Idea Journal Weekly 3

February 27 · Issue #232 · View online

We combine 3 ideas to help you think differently and be more creative.

Summary: Having multiple options (e.g., career opportunities, projects) is great, but how do you choose the best one? This issue explores a few frameworks to help you decide.
(~3 min read)

#1. What you need is love
One way to choose what to work on is to look for early enthusiasm from potential clients, customers, or partners.
But are all enthusiasts created equal?
For LinkedIn co-founder Reid Hoffman, the answer is no.
On an episode of his podcast Masters of Scale, Hoffman says that it’s better to have 100 people who love your product than a million people who only sort of like it.
If you want to achieve massive growth and scale, you need more than just your customers’ attention.
You want such die-hard fans not only for their loyalty and use of your product, but also because they’re more likely to tell others about it.
If each of your early users tells two friends some version of “You’ve got to try this,” and then those two friends each tell two of their friends, and so on, then your users effectively do the marketing for you and your product may be on a path to viral growth.
As Hoffman points out, this pattern of word-of-mouth marketing is true for any globally successful product, from software startups like Airbnb and Dropbox to the Cronut.
So what does this mean for you as a creator or company founder?
Hoffman notes that many founders fall into the trap of the illusion of scale: “the 1 million users who show up to use a flash-in-the-pan product.”
It’s counterintuitive, but to reach truly sustainable growth and scale, you first have to give up your desire to scale, and instead commit to making your product indispensable for a small group of initial users.
“You should almost have a willful blindness to growth and a monomaniacal focus on making just a few people really happy.”
#2. Choose the experience you want to have
Author Josh Kaufman writes in his book The Personal MBA that many people have trouble figuring out what to do because they hesitate to make an actual decision. 
Loss aversion prompts them to leave all of their options open, just in case.
But as Kaufman points out: “Without a decision … their brains can’t use Mental Simulation to figure out how to get from where they are now to where they think they want to be, so their minds thrash around unproductively.”
If you’re struggling to make a decision, Kaufman recommends asking yourself: “Out of the available options, which experience do I want to have?”
When you’re struggling to make a decision, it’s often because your brain is having a hard time figuring out which option is best. 
Kaufman writes that this can be an uncomfortable situation, “but what it really means is that it doesn’t really matter which one you choose.
And if that’s true, then you can just choose the option you find more interesting. 
Kaufman tells the story of using this approach when his wife Kelsey received an exciting job offer in New York City.
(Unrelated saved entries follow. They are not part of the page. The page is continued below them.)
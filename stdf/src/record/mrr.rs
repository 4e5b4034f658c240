use crate::decode::Decode;
use crate::field::FieldReader;


/// A **MRR** _(master results)_ record, the last record of a datalog,
/// closing out the lot the MIR opened.
#[derive(PartialEq, Debug, Clone)]
pub struct MRR {

    /// Date and time the last part was tested.
    pub finish_t: u32,

    /// Lot disposition code.
    pub disp_cod: char,

    /// Lot description supplied by the user.
    pub usr_desc: String,

    /// Lot description supplied by the tester executive.
    pub exc_desc: String,
}

impl Decode for MRR {
    const NAME: &'static str = "MRR";
    const TYP: u8 = 1;
    const SUB: u8 = 20;

    fn read(r: &mut FieldReader<'_>) -> Self {
        let finish_t = r.u4();
        let disp_cod = r.c1();
        let usr_desc = r.cn();
        let exc_desc = r.cn();

        Self { finish_t, disp_cod, usr_desc, exc_desc }
    }
}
They spent weeks torn between staying in Cincinnati and moving to New York. 
Where would they live? Could they afford it? What about Kaufman’s job?
Kaufman reflects on the lesson from this experience: 
“In the end, we realized there wasn’t a clear winner, so it didn’t really matter which one we chose. Living in New York was an experience we both wanted to have, so we decided to move. Almost immediately, we felt a sense of clarity and relief.”
#3. “If it’s not a hit, switch”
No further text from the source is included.